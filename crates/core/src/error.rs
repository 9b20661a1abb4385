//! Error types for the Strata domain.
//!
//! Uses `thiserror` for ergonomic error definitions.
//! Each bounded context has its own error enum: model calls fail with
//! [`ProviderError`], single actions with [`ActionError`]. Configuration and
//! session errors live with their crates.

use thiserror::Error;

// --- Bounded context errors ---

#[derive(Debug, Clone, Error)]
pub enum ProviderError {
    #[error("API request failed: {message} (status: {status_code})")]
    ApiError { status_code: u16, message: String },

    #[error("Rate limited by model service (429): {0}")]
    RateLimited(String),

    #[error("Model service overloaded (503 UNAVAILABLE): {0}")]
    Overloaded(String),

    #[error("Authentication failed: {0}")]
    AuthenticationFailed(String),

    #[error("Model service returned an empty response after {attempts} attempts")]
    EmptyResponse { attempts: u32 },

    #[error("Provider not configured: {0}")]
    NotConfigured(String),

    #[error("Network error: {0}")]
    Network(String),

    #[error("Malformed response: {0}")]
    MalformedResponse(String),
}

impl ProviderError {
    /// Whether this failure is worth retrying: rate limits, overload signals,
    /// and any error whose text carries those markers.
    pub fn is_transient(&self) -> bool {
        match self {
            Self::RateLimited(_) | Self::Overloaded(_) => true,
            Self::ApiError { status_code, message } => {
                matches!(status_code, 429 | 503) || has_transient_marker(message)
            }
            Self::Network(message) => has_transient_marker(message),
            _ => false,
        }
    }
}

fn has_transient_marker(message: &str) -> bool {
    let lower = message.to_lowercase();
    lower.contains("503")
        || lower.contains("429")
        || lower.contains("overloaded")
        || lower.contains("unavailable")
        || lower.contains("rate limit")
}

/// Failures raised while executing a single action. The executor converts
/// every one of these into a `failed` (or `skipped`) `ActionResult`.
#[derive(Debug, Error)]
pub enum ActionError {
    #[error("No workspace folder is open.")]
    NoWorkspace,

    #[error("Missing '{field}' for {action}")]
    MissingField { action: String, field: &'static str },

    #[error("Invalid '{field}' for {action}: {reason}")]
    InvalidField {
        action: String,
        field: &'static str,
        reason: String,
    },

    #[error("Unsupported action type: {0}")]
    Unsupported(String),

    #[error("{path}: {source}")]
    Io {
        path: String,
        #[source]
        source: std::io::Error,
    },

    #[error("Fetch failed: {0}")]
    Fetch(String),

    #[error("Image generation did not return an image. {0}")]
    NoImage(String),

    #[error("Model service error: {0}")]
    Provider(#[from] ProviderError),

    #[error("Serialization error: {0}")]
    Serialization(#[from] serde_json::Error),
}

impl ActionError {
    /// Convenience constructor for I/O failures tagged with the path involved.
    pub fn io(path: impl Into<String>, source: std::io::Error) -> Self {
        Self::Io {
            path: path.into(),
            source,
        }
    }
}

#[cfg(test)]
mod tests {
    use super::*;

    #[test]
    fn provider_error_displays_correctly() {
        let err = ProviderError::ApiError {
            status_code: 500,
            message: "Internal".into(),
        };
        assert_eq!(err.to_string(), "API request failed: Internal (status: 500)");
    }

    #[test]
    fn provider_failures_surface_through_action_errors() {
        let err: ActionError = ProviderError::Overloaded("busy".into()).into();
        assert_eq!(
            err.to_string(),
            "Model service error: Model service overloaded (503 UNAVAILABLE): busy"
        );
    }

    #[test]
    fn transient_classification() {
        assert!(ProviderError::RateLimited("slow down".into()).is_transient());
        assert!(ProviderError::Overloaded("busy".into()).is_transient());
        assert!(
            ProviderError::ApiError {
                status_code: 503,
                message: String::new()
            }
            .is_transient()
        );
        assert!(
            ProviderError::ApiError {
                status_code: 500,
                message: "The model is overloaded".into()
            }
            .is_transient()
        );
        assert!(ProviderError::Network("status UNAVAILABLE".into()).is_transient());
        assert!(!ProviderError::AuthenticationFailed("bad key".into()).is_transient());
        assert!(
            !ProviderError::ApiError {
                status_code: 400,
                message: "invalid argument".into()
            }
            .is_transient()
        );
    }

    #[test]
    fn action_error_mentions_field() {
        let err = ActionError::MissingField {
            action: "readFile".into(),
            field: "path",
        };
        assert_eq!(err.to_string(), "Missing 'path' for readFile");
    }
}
...
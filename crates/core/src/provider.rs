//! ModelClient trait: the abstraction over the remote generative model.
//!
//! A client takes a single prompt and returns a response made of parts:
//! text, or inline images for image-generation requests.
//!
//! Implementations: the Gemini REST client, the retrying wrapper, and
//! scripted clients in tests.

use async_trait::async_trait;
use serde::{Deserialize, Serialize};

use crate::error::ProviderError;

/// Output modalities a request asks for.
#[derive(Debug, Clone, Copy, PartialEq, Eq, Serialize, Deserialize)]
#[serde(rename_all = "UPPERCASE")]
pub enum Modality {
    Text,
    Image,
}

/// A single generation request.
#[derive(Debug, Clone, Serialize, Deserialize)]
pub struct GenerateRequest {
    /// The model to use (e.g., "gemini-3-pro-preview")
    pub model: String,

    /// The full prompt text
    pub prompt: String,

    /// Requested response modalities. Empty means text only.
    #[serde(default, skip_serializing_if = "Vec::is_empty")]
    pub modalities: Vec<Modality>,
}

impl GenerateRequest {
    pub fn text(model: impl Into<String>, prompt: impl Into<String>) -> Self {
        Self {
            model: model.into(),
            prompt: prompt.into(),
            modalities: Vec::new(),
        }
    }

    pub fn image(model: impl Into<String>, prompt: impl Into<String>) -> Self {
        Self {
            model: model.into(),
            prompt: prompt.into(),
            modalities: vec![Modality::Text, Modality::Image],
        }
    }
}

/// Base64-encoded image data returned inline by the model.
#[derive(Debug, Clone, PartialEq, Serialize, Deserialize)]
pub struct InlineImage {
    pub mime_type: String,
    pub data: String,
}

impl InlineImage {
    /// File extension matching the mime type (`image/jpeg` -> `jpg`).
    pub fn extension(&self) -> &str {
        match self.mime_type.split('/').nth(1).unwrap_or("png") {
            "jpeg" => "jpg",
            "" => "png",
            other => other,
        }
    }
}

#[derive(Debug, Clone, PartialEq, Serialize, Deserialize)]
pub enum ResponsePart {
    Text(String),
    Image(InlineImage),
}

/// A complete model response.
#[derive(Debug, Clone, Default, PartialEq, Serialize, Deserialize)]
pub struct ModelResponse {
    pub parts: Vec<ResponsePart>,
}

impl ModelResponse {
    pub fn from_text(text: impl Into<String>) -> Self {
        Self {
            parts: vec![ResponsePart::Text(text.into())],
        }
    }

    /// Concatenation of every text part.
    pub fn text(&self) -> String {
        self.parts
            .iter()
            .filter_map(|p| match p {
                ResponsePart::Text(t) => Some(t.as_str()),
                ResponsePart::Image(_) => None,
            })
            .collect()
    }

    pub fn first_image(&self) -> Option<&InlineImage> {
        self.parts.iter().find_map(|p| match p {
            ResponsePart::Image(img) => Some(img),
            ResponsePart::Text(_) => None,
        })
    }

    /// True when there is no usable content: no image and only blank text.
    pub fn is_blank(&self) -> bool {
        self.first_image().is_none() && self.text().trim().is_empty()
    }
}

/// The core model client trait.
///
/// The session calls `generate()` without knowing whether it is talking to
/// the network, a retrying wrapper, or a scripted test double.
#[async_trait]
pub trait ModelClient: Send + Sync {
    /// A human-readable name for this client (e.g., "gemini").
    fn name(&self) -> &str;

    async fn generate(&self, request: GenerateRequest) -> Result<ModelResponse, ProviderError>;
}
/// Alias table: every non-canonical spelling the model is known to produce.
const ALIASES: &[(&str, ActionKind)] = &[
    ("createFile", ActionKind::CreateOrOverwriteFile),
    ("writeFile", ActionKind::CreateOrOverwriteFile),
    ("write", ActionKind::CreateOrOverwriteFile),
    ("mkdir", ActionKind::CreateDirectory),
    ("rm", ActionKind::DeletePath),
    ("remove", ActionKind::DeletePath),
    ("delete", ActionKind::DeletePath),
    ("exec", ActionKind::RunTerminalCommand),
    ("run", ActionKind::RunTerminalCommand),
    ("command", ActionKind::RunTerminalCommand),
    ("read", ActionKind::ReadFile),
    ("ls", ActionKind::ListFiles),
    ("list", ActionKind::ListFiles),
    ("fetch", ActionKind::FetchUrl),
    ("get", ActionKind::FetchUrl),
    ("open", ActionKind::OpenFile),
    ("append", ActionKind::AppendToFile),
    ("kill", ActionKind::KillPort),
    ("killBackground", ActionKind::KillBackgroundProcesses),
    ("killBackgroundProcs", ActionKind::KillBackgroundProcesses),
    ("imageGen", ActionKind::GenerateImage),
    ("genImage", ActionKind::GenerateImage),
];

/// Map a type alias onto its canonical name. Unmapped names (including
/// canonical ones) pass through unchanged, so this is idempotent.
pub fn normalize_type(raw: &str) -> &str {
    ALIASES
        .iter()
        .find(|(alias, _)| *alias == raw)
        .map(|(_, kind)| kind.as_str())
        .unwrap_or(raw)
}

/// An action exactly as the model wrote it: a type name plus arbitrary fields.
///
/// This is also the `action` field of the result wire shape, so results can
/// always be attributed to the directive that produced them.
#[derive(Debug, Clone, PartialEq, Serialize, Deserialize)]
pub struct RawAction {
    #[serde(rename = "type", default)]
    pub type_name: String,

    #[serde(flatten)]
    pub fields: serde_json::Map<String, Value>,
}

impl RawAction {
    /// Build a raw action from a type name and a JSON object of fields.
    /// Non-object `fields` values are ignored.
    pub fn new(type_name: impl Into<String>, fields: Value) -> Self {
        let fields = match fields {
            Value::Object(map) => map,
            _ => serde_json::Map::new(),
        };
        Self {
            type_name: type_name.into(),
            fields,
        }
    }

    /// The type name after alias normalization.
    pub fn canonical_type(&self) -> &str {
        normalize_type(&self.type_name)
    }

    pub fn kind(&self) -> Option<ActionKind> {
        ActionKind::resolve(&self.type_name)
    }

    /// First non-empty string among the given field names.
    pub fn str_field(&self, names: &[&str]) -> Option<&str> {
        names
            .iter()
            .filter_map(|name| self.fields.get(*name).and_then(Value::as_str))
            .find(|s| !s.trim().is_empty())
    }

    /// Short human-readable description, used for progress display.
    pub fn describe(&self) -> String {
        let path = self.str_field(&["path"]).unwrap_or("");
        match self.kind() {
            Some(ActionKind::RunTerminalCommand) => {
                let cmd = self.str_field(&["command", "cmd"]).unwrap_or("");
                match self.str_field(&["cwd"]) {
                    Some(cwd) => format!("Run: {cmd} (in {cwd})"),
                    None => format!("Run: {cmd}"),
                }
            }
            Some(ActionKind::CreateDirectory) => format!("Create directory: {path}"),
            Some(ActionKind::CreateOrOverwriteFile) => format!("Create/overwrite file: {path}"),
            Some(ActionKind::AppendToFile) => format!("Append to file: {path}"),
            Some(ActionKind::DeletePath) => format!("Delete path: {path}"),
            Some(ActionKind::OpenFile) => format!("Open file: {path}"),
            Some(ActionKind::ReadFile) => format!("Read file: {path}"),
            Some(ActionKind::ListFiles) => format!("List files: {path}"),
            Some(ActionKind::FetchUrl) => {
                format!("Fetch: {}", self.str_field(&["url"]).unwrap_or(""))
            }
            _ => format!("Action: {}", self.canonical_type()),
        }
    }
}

→ PROBLEM: The answer must consist of every line from the data that contains the word "RawAction".

→ SOLUTION FOR THIS EXERCISE:
pub struct RawAction {
impl RawAction {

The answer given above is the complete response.